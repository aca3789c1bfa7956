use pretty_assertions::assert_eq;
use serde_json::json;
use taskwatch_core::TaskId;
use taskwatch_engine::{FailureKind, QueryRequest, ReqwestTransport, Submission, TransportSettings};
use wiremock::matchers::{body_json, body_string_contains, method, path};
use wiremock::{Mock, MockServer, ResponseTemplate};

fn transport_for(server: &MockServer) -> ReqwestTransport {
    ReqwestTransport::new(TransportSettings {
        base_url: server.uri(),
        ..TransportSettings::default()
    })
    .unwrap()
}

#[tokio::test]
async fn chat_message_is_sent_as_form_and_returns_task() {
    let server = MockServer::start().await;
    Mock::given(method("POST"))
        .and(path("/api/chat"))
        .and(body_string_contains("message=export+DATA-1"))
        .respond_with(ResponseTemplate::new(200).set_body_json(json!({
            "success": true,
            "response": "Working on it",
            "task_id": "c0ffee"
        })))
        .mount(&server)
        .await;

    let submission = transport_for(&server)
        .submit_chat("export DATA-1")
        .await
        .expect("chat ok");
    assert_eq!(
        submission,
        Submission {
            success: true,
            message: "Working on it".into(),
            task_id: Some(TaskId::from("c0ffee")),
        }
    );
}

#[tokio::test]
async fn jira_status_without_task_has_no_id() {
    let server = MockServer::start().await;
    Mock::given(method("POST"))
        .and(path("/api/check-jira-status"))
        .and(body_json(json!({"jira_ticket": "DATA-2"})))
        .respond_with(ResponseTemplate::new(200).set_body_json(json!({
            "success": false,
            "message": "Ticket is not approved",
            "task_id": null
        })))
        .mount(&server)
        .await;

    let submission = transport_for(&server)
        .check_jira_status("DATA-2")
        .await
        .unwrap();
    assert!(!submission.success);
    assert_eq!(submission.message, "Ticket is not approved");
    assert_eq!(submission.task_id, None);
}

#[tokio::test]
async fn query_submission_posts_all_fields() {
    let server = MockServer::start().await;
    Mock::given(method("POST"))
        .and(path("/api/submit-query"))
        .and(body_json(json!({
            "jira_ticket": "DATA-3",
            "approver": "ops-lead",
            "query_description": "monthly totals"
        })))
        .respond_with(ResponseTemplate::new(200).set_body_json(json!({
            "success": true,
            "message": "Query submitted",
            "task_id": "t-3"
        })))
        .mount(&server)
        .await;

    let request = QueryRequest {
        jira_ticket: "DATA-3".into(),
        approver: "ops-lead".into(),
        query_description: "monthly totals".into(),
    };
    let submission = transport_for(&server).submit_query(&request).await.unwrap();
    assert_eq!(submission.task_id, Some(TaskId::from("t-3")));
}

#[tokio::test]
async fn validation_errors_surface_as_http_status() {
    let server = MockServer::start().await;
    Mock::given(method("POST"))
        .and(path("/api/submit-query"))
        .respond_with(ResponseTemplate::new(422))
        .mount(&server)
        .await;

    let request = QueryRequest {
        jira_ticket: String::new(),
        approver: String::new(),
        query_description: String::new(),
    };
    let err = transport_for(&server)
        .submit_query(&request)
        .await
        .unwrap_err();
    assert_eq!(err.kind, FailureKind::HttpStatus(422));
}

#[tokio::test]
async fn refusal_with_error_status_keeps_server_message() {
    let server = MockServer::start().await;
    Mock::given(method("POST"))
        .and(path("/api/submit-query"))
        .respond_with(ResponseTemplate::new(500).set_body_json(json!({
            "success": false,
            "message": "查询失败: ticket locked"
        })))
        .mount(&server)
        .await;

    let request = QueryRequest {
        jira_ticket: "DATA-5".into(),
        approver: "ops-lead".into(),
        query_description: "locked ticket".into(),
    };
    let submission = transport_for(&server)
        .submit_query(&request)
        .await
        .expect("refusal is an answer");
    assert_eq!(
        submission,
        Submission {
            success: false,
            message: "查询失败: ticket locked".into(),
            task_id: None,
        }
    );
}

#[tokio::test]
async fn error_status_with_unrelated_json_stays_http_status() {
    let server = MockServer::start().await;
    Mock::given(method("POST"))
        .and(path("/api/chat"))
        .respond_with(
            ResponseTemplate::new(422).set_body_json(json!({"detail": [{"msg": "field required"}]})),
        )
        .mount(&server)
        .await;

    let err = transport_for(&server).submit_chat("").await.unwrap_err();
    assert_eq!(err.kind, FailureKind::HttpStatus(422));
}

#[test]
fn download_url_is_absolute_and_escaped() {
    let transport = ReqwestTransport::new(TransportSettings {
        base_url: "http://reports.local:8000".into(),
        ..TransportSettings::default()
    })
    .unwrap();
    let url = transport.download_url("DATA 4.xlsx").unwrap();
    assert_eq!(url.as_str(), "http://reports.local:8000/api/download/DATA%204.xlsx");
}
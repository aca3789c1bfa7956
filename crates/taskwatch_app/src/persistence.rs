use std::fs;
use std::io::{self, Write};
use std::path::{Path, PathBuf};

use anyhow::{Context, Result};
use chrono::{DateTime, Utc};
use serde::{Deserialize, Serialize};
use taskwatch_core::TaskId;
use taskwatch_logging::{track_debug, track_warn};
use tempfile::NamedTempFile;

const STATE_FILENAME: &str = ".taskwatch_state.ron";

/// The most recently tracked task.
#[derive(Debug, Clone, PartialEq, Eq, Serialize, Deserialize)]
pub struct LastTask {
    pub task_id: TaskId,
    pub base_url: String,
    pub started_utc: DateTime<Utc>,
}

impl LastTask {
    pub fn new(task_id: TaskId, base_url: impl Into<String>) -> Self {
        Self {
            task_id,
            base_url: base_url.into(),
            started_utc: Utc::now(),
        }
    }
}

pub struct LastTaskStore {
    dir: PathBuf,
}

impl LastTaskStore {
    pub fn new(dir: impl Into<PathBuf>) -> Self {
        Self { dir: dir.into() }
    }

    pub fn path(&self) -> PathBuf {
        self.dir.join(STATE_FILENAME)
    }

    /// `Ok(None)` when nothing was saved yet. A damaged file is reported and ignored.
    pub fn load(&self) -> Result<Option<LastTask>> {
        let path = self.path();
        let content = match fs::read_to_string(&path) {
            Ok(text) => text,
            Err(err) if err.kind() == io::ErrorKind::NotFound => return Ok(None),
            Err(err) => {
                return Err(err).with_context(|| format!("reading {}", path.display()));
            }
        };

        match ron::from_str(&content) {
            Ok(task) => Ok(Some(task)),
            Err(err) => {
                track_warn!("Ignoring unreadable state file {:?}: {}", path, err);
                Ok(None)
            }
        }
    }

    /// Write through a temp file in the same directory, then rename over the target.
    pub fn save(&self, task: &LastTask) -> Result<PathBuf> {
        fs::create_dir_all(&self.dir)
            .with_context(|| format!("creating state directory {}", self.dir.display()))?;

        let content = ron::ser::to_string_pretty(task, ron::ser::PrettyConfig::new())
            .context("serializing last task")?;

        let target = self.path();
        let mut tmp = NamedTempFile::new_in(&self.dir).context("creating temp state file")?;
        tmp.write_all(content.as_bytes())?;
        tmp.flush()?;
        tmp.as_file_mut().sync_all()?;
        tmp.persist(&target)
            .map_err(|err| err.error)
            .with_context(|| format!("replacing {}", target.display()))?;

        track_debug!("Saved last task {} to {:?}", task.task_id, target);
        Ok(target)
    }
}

---

**REQUIRED ACTION:**
Lines that contain "approved" should be pulled from the entries above and reported.

**ANSWER:**
            "message": "Ticket is not approved",
    assert_eq!(submission.message, "Ticket is not approved");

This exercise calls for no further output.